You can imagine the hell this wreaked on our cupboards. I didn’t buy dishes or bowls, because that would contrude with the Fiesta aesthetic, but the mugs? Damn.

She puts up with it. Why? Well, she loves me, poor dear. But also because my taste is her taste, and because – take note, single men who note the waning of summer with tremulous dread – because she knows that when the last garbage bag has been drawn from the box beneath the sink, or the last spongy nodule of dishwasher soap fished from the tin (which is not the original box, but a collectible Electrosol Jetson-themed tin [with Rosie!] repurposed as a permanent dishwasher-soap supply depot, its eventual eBay value be damned) (well, I have a spare) she knows that an entire cupboard in the basement is devoted to storing replacement items. Should the Western world collapse tomorrow, we can play out the string for a year.

The other day I was hooting at the Giant Swede: I hoard! You don’t! Too bad for you when it all goes south!

I have a gun, he said.

Yes, well, that’s your answer to everything, isn’t it? Lock, load, pillage.

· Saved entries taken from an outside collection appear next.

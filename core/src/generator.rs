//! Deterministic synthetic catalogs.
//!
//! Used by the runner's demo mode and by tests that check invariants over
//! many records. Same seed = same catalog, ids included.

use crate::{property::Property, rng::CatalogRng};
use chrono::{Days, NaiveDate};

/// Price floor of the synthetic market, in base currency units.
const PRICE_X_MIN: f64 = 180_000.0;
const PRICE_ALPHA: f64 = 0.9;
const PRICE_CAP: f64 = 60_000_000.0;

/// Share of records generated as vacant lots (no floor area).
const VACANT_LOT_RATE: f64 = 0.15;

pub struct CatalogGenerator {
    rng: CatalogRng,
    reference_date: Option<NaiveDate>,
}

impl CatalogGenerator {
    pub fn new(seed: u64) -> Self {
        Self {
            rng: CatalogRng::new(seed),
            reference_date: NaiveDate::from_ymd_opt(2025, 1, 31),
        }
    }

    pub fn with_reference_date(mut self, date: NaiveDate) -> Self {
        self.reference_date = Some(date);
        self
    }

    pub fn generate(&mut self, count: usize) -> Vec<Property> {
        (0..count).map(|_| self.next_property()).collect()
    }

    fn next_property(&mut self) -> Property {
        let id = uuid::Builder::from_random_bytes(self.rng.next_bytes())
            .into_uuid()
            .to_string();
        let price = round_cents(self.rng.pareto(PRICE_X_MIN, PRICE_ALPHA).min(PRICE_CAP));
        let location = *self.rng.pick(Self::locations());
        let prop_type = *self.rng.pick(Self::property_types());
        let status = *self.rng.pick(Self::statuses());

        let lot_area = (40.0 + self.rng.next_f64() * 960.0).round();
        let mut property = Property::new(id, price, location)
            .with_type(prop_type)
            .with_status(status)
            .with_required_gross(round_cents(price * (0.10 + self.rng.next_f64() * 0.15)));

        if self.rng.chance(VACANT_LOT_RATE) {
            property.lot_area = Some(lot_area);
        } else {
            let floor_area = (lot_area * (0.3 + self.rng.next_f64() * 0.9)).round();
            property = property.with_areas(lot_area, floor_area);
        }

        let appr_days_ago = self.rng.next_u64_below(720) as u32;
        let inspection_days_ago = appr_days_ago + self.rng.next_u64_below(90) as u32;
        if let Some(date) = self.days_before_reference(appr_days_ago) {
            property = property.with_appraisal(date, appr_days_ago);
        }
        if let Some(date) = self.days_before_reference(inspection_days_ago) {
            property = property.with_inspection(date, inspection_days_ago);
        }
        property
    }

    fn days_before_reference(&self, days: u32) -> Option<NaiveDate> {
        self.reference_date?.checked_sub_days(Days::new(days as u64))
    }

    fn locations() -> &'static [&'static str] {
        &[
            "Quezon City", "Makati City", "Pasig City", "Taguig City", "Cebu City",
            "Davao City", "Antipolo City", "Bacoor", "Imus", "Calamba",
        ]
    }

    fn property_types() -> &'static [&'static str] {
        &["Residential", "Commercial", "Condominium", "Agricultural", "Industrial"]
    }

    fn statuses() -> &'static [&'static str] {
        &["Occupied", "Unoccupied"]
    }
}

fn round_cents(value: f64) -> f64 {
    (value * 100.0).round() / 100.0
}
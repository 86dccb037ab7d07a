//! propscope-core: risk classification and location queries over a
//! real-estate property catalog.

pub mod catalog;
pub mod config;
pub mod engine;
pub mod error;
pub mod generator;
pub mod property;
pub mod query;
pub mod risk;
pub mod rng;
pub mod types;
//! Shared primitive types used across the catalog.

/// A stable, unique identifier for a property record.
pub type PropertyId = String;

/// A location label (`city_municipality`). The partition key for every view.
pub type Location = String;

/// Currency amount in base units (not cents).
pub type Amount = f64;

/// Area in square meters.
pub type SquareMeters = f64;
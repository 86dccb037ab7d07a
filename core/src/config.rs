use crate::query::{SortField, SortOrder};
use serde::{Deserialize, Serialize};

fn default_data_path() -> String {
    "./data/processed_data.json".into()
}

fn default_currency_symbol() -> String {
    "₱".into()
}

/// Runner configuration. Every field has a default, so a config file only
/// needs the keys it changes.
#[derive(Debug, Clone, Serialize, Deserialize, PartialEq)]
pub struct CatalogConfig {
    #[serde(default = "default_data_path")]
    pub data_path: String,
    #[serde(default = "default_currency_symbol")]
    pub currency_symbol: String,
    /// Fail the load on the first malformed record instead of quarantining it.
    #[serde(default)]
    pub strict_loading: bool,
    #[serde(default)]
    pub default_sort_field: SortField,
    #[serde(default)]
    pub default_sort_order: SortOrder,
}

impl Default for CatalogConfig {
    fn default() -> Self {
        Self {
            data_path: default_data_path(),
            currency_symbol: default_currency_symbol(),
            strict_loading: false,
            default_sort_field: SortField::Price,
            default_sort_order: SortOrder::Asc,
        }
    }
}

impl CatalogConfig {
    /// Load from a JSON config file.
    /// In tests, use CatalogConfig::default_test().
    pub fn load(path: &str) -> anyhow::Result<Self> {
        let content = std::fs::read_to_string(path)
            .map_err(|e| anyhow::anyhow!("Cannot read {path}: {e}"))?;
        let config: Self = serde_json::from_str(&content)
            .map_err(|e| anyhow::anyhow!("Invalid config {path}: {e}"))?;
        Ok(config)
    }

    /// Config with hardcoded defaults for use in unit tests.
    pub fn default_test() -> Self {
        Self {
            data_path: "../data/processed_data.json".into(),
            strict_loading: true,
            ..Self::default()
        }
    }
}

#[cfg(test)]
mod tests {
    use super::*;

    #[test]
    fn partial_config_fills_defaults() {
        let config: CatalogConfig =
            serde_json::from_str(r#"{ "default_sort_order": "desc" }"#).unwrap();
        assert_eq!(config.default_sort_order, SortOrder::Desc);
        assert_eq!(config.default_sort_field, SortField::Price);
        assert_eq!(config.currency_symbol, "₱");
        assert!(!config.strict_loading);
    }

    #[test]
    fn unknown_sort_field_is_rejected() {
        let result = serde_json::from_str::<CatalogConfig>(r#"{ "default_sort_field": "bedrooms" }"#);
        assert!(result.is_err(), "unknown sort field should not load");
    }
}
//! PostgREST client on top of the browser's `fetch`.

use serde_json::Value;
use wasm_bindgen::{JsCast, JsValue};
use wasm_bindgen_futures::JsFuture;
use web_sys::{Headers, Request, RequestInit, Response};

use crate::builder::TableQuery;
use crate::models::DataServiceConfig;
use crate::source::{parse_content_range, DataSource, FetchError, QueryResponse};

pub struct RestSource {
    config: DataServiceConfig,
}

impl RestSource {
    pub fn new(config: DataServiceConfig) -> Self {
        Self { config }
    }

    fn url(&self, query: &TableQuery) -> String {
        format!(
            "{}{}/{}?{}",
            self.config.base_url.trim_end_matches('/'),
            self.config.rest_path,
            query.table,
            query.to_query_string()
        )
    }

    fn request(&self, query: &TableQuery) -> Result<Request, JsValue> {
        let headers = Headers::new()?;
        headers.set("apikey", &self.config.anon_key)?;
        headers.set("Authorization", &format!("Bearer {}", self.config.anon_key))?;
        headers.set("Accept", "application/json")?;
        if query.count_exact {
            headers.set("Prefer", "count=exact")?;
        }

        let init = RequestInit::new();
        init.set_method("GET");
        init.set_headers(&headers);
        Request::new_with_str_and_init(&self.url(query), &init)
    }
}

fn network_error(err: JsValue) -> FetchError {
    FetchError::Network(err.as_string().unwrap_or_else(|| format!("{:?}", err)))
}

impl DataSource for RestSource {
    async fn select(&self, query: &TableQuery) -> Result<QueryResponse, FetchError> {
        let window = web_sys::window().ok_or_else(|| FetchError::Network("no window".to_string()))?;
        let request = self.request(query).map_err(network_error)?;

        let response = JsFuture::from(window.fetch_with_request(&request))
            .await
            .map_err(network_error)?;
        let response: Response = response.dyn_into().map_err(network_error)?;

        if !response.ok() {
            return Err(FetchError::Status(response.status()));
        }

        let count = response
            .headers()
            .get("content-range")
            .ok()
            .flatten()
            .and_then(|range| parse_content_range(&range));

        let body = JsFuture::from(response.text().map_err(network_error)?)
            .await
            .map_err(network_error)?
            .as_string()
            .unwrap_or_default();
        let rows: Vec<Value> = serde_json::from_str(&body)?;

        Ok(QueryResponse { rows, count })
    }
}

He shrugged. One of those six-foot-five shrugs.

Yeah, well, for the record, I had TWO girlfriends in the summer of 87, and he just played out the string on a duplicitous hottie.

Tall sullen gunned-up sod.

Anyway! Bottom line, fall good, school bittersweet, appliances disappoint and amaze, and I’m a fan of retro barware. Thus endeth the lesson.

Oh: if you’re wondering where the Bleat ban illustration comes from, it’s this. New Quirk (link fixed - and for future reference, just bookmark http://www.startribune.com/lileks, if you wish.) See you tomorrow.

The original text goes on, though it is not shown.